▸ Exercise directions:
State how many lines in the following entries hold the word "Initializes". The reply is that number only.

Stored items:
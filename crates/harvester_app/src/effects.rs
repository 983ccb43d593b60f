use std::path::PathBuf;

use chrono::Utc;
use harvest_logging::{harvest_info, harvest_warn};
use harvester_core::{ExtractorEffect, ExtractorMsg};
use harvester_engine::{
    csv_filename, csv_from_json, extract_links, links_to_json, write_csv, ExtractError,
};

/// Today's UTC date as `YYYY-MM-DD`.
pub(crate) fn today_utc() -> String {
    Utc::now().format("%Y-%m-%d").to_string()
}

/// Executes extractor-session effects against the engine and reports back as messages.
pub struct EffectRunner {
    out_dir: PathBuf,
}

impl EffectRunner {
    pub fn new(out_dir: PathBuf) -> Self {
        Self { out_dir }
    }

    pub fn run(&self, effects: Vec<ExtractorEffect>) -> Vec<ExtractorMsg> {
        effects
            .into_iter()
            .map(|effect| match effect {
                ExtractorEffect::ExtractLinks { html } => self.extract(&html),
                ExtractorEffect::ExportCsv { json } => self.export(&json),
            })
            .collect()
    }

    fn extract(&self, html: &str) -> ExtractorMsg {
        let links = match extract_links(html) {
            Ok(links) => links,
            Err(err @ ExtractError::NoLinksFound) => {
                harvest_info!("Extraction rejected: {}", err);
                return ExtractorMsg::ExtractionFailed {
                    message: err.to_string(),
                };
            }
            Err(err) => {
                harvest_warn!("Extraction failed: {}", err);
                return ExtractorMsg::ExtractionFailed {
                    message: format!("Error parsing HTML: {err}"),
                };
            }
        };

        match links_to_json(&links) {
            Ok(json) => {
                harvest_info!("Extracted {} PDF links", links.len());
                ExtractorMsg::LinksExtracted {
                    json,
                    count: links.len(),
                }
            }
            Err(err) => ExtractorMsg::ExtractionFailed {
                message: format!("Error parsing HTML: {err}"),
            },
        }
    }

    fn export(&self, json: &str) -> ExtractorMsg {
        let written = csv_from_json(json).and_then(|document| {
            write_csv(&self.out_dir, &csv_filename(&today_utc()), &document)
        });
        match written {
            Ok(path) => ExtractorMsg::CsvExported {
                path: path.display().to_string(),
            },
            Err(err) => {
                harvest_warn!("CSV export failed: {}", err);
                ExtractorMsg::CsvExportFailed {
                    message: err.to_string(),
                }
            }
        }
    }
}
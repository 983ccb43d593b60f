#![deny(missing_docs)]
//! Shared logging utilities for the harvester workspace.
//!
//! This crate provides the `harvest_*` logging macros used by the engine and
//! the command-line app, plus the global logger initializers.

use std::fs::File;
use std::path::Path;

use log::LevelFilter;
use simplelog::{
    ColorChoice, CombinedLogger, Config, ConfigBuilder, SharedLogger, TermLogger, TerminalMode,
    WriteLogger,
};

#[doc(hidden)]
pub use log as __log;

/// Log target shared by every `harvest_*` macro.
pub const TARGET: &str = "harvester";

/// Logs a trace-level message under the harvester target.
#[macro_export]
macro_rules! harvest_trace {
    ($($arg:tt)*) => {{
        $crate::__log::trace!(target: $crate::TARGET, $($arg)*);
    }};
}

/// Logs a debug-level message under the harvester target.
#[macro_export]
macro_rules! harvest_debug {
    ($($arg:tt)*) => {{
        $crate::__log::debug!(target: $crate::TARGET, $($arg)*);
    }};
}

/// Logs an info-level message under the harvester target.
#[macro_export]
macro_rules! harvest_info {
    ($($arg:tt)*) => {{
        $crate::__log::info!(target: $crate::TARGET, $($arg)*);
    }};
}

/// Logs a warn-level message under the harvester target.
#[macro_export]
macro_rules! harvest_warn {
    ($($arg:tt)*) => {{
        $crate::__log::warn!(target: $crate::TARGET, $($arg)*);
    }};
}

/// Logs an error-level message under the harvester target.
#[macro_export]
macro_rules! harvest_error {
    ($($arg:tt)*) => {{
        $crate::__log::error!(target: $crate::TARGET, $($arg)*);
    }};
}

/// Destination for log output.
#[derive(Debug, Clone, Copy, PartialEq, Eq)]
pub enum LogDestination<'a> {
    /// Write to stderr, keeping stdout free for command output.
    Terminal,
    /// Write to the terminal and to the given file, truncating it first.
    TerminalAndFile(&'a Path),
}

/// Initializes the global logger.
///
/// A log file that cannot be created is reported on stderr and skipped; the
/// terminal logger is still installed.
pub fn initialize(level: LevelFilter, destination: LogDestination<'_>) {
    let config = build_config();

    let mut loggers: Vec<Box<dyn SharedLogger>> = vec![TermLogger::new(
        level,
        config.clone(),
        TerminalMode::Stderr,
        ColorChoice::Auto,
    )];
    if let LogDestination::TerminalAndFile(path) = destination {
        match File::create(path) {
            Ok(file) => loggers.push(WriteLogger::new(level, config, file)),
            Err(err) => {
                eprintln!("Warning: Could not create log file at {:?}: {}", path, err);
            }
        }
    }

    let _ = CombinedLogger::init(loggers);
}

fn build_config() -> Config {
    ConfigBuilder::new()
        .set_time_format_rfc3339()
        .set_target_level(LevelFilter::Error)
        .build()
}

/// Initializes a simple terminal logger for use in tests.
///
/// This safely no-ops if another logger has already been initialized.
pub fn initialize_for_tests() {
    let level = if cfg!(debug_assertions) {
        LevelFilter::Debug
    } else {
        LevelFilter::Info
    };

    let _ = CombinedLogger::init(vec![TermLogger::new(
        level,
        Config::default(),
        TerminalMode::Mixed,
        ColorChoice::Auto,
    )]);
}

▸ Answer box:
2